TASK REQUIREMENTS: Scan the data for "main" and copy the lines it appears in.

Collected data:
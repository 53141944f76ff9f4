use anyhow::Result;
use clap::{Parser, Subcommand};
use pastor_core::{Config, GeminiClient, Orchestrator, Outcome};
use std::path::{Path, PathBuf};
use std::process::ExitCode;
use tracing::info;

mod app;
mod handler;
mod logging;
mod tui;
mod ui;

use app::App;

#[derive(Parser)]
#[command(name = "pastor")]
#[command(about = "Ask the AI Pastor your questions, answered with a parable")]
#[command(version)]
struct Cli {
    /// Gemini model to use (overrides config and PASTOR_MODEL)
    #[arg(short, long, global = true)]
    model: Option<String>,

    /// Path to a config file instead of the default location
    #[arg(long, global = true)]
    config: Option<PathBuf>,

    /// Where the chat screen writes its log
    #[arg(long, global = true)]
    log_file: Option<PathBuf>,

    /// Include this many earlier messages in each prompt
    #[arg(long, global = true)]
    history: Option<usize>,

    #[command(subcommand)]
    command: Option<Commands>,
}

#[derive(Subcommand)]
enum Commands {
    /// Interactive chat (default)
    Chat,
    /// Ask a single question and print the answer
    Ask {
        /// Your question
        question: String,
    },
    /// List known Gemini models
    Models {
        /// Save this model as the default
        #[arg(long)]
        set: Option<String>,
    },
}

#[tokio::main]
async fn main() -> Result<ExitCode> {
    let cli = Cli::parse();
    let config = load_config(&cli)?;

    match cli.command.unwrap_or(Commands::Chat) {
        Commands::Chat => {
            let log_path = match cli.log_file {
                Some(path) => path,
                None => logging::default_log_path()?,
            };
            logging::init_file(&log_path)?;
            run_chat(&config).await?;
            Ok(ExitCode::SUCCESS)
        }
        Commands::Ask { question } => {
            logging::init_stderr()?;
            Ok(ask(&config, &question).await)
        }
        Commands::Models { set } => {
            list_models(&config, set.as_deref(), cli.config.as_deref())?;
            Ok(ExitCode::SUCCESS)
        }
    }
}

fn load_config(cli: &Cli) -> Result<Config> {
    let mut config = match &cli.config {
        Some(path) => Config::load_from(path)?.with_env_overrides(|name| std::env::var(name).ok()),
        None => Config::load()?,
    };

    if let Some(model) = &cli.model {
        config.model = model.clone();
    }
    if let Some(turns) = cli.history {
        config.history_turns = turns;
    }
    Ok(config)
}

async fn run_chat(config: &Config) -> Result<()> {
    info!(model = %config.model, "starting chat");
    let mut app = App::new(Orchestrator::from_config(config));

    tui::install_panic_hook();
    let mut guard = tui::TerminalGuard::enter()?;
    let mut events = tui::EventHandler::new();

    while !app.should_quit {
        guard.terminal().draw(|frame| ui::render(&mut app, frame))?;
        if let Some(event) = events.next().await {
            handler::handle_event(&mut app, event).await;
        }
    }

    Ok(())
}

async fn ask(config: &Config, question: &str) -> ExitCode {
    let mut orchestrator = Orchestrator::from_config(config);

    match orchestrator.submit(question).await {
        Outcome::Answered(_) => {
            if let Some(reply) = orchestrator.conversation().last() {
                println!("{}", reply.text());
            }
            ExitCode::SUCCESS
        }
        Outcome::Ignored | Outcome::Busy => ExitCode::SUCCESS,
        // Already logged by the orchestrator
        Outcome::Failed(_) => ExitCode::FAILURE,
    }
}

fn list_models(config: &Config, set: Option<&str>, config_path: Option<&Path>) -> Result<()> {
    if let Some(model) = set {
        match config_path {
            Some(path) => {
                let mut file_config = Config::load_from(path)?;
                file_config.model = model.to_string();
                file_config.save_to(path)?;
            }
            None => Config::save_default_model(model)?,
        }
        println!("Default model set to {}", model);
        return Ok(());
    }

    for model in GeminiClient::list_models() {
        let marker = if model == config.model { "*" } else { " " };
        println!("{} {}", marker, model);
    }
    Ok(())
}
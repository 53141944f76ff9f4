pub mod ai;
pub mod config;
pub mod conversation;
pub mod error;
pub mod orchestrator;
pub mod prompt;
pub mod session;
pub mod state;

// Re-export main types for convenience
pub use ai::{FailureKind, GeminiClient, GenerationRequest, GenerationResponse, GenerationService, RequestFailure};
pub use config::Config;
pub use conversation::Conversation;
pub use error::ConfigError;
pub use orchestrator::{Orchestrator, Outcome, PendingRequest, Rejected};
pub use prompt::PromptTemplate;
pub use session::{Phase, SessionState};
pub use state::{Message, MessageId, Sender};
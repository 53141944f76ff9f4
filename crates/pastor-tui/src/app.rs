use pastor_core::{Message, Orchestrator, Outcome, RequestFailure, Sender};
use tokio::task::JoinHandle;
use tracing::debug;

/// Convert a character index to a byte index for UTF-8 safe string operations
fn char_to_byte_index(s: &str, char_idx: usize) -> usize {
    s.char_indices()
        .nth(char_idx)
        .map(|(i, _)| i)
        .unwrap_or(s.len())
}

/// Approximate number of rendered rows for the chat pane, including the
/// loading indicator.
pub fn chat_line_count(messages: &[Message], wrap_width: usize, busy: bool) -> u16 {
    let wrap_width = wrap_width.max(1);
    let mut total_lines: u16 = 0;

    for msg in messages {
        total_lines = total_lines.saturating_add(1); // sender label
        for line in msg.text().lines() {
            // Character count, not byte length, for proper UTF-8 handling
            let char_count = line.chars().count();
            let rows = char_count.div_ceil(wrap_width).max(1);
            total_lines = total_lines.saturating_add(rows as u16);
        }
        total_lines = total_lines.saturating_add(1); // blank line after message
    }

    if busy {
        total_lines = total_lines.saturating_add(2);
    }

    total_lines
}

pub struct App {
    pub should_quit: bool,
    pub orchestrator: Orchestrator,

    // Input field cursor, in characters
    pub input_cursor: usize,

    // Chat pane
    pub chat_scroll: u16,
    pub chat_height: u16,
    pub chat_width: u16,
    pub follow_tail: bool,

    pub animation_frame: u8, // 0-2 for ellipsis animation
    pub request_task: Option<JoinHandle<Result<String, RequestFailure>>>,
}

impl App {
    pub fn new(orchestrator: Orchestrator) -> Self {
        Self {
            should_quit: false,
            orchestrator,
            input_cursor: 0,
            chat_scroll: 0,
            chat_height: 0,
            chat_width: 0,
            follow_tail: true,
            animation_frame: 0,
            request_task: None,
        }
    }

    pub fn input(&self) -> &str {
        &self.orchestrator.session().pending_input
    }

    pub fn is_busy(&self) -> bool {
        self.orchestrator.is_busy()
    }

    /// Send the input field. Does nothing while a request is in flight or
    /// when the field is blank.
    pub fn submit(&mut self) {
        if self.is_busy() {
            return;
        }

        if let Ok(pending) = self.orchestrator.begin_pending() {
            self.input_cursor = 0;
            self.follow_tail = true;
            self.request_task = Some(tokio::spawn(pending.send()));
        }
    }

    /// Settle the in-flight request if its task has finished.
    pub async fn poll_request(&mut self) -> Option<Outcome> {
        if !self.request_task.as_ref().is_some_and(|task| task.is_finished()) {
            return None;
        }

        let task = self.request_task.take()?;
        let result = match task.await {
            Ok(result) => result,
            Err(e) => Err(RequestFailure::unknown(format!("request task failed: {}", e))),
        };

        let outcome = self.orchestrator.settle(result);
        debug!(?outcome, "request settled");
        self.follow_tail = true;
        Some(outcome)
    }

    /// Tick animation frame (called by Tick event)
    pub fn tick_animation(&mut self) {
        if self.is_busy() {
            self.animation_frame = (self.animation_frame + 1) % 3;
        }
    }

    // Input editing

    pub fn insert_char(&mut self, c: char) {
        let cursor = self.input_cursor;
        let input = self.orchestrator.pending_input_mut();
        let byte_pos = char_to_byte_index(input, cursor);
        input.insert(byte_pos, c);
        self.input_cursor += 1;
    }

    pub fn delete_before_cursor(&mut self) {
        if self.input_cursor > 0 {
            self.input_cursor -= 1;
            let cursor = self.input_cursor;
            let input = self.orchestrator.pending_input_mut();
            let byte_pos = char_to_byte_index(input, cursor);
            input.remove(byte_pos);
        }
    }

    pub fn delete_at_cursor(&mut self) {
        let cursor = self.input_cursor;
        let input = self.orchestrator.pending_input_mut();
        if cursor < input.chars().count() {
            let byte_pos = char_to_byte_index(input, cursor);
            input.remove(byte_pos);
        }
    }

    pub fn cursor_left(&mut self) {
        self.input_cursor = self.input_cursor.saturating_sub(1);
    }

    pub fn cursor_right(&mut self) {
        let char_count = self.input().chars().count();
        self.input_cursor = (self.input_cursor + 1).min(char_count);
    }

    pub fn cursor_home(&mut self) {
        self.input_cursor = 0;
    }

    pub fn cursor_end(&mut self) {
        self.input_cursor = self.input().chars().count();
    }

    // Chat scrolling

    fn max_chat_scroll(&self) -> u16 {
        let wrap_width = if self.chat_width > 0 { self.chat_width as usize } else { 50 };
        let visible_height = if self.chat_height > 0 { self.chat_height } else { 20 };
        chat_line_count(self.orchestrator.conversation().messages(), wrap_width, self.is_busy())
            .saturating_sub(visible_height)
    }

    pub fn scroll_up(&mut self, lines: u16) {
        self.follow_tail = false;
        self.chat_scroll = self.chat_scroll.saturating_sub(lines);
    }

    pub fn scroll_down(&mut self, lines: u16) {
        let max_scroll = self.max_chat_scroll();
        self.chat_scroll = self.chat_scroll.saturating_add(lines).min(max_scroll);
        self.follow_tail = self.chat_scroll >= max_scroll;
    }

    pub fn half_page(&self) -> u16 {
        (self.chat_height / 2).max(1)
    }

    /// Keep the newest message (or "Thinking...") in view
    pub fn scroll_to_bottom(&mut self) {
        self.chat_scroll = self.max_chat_scroll();
    }

    pub fn sender_label(sender: Sender) -> &'static str {
        match sender {
            Sender::User => "You:",
            Sender::Assistant => "Pastor:",
        }
    }
}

RESULT OF THIS TASK:
#[tokio::main]
async fn main() -> Result<ExitCode> {
// Re-export main types for convenience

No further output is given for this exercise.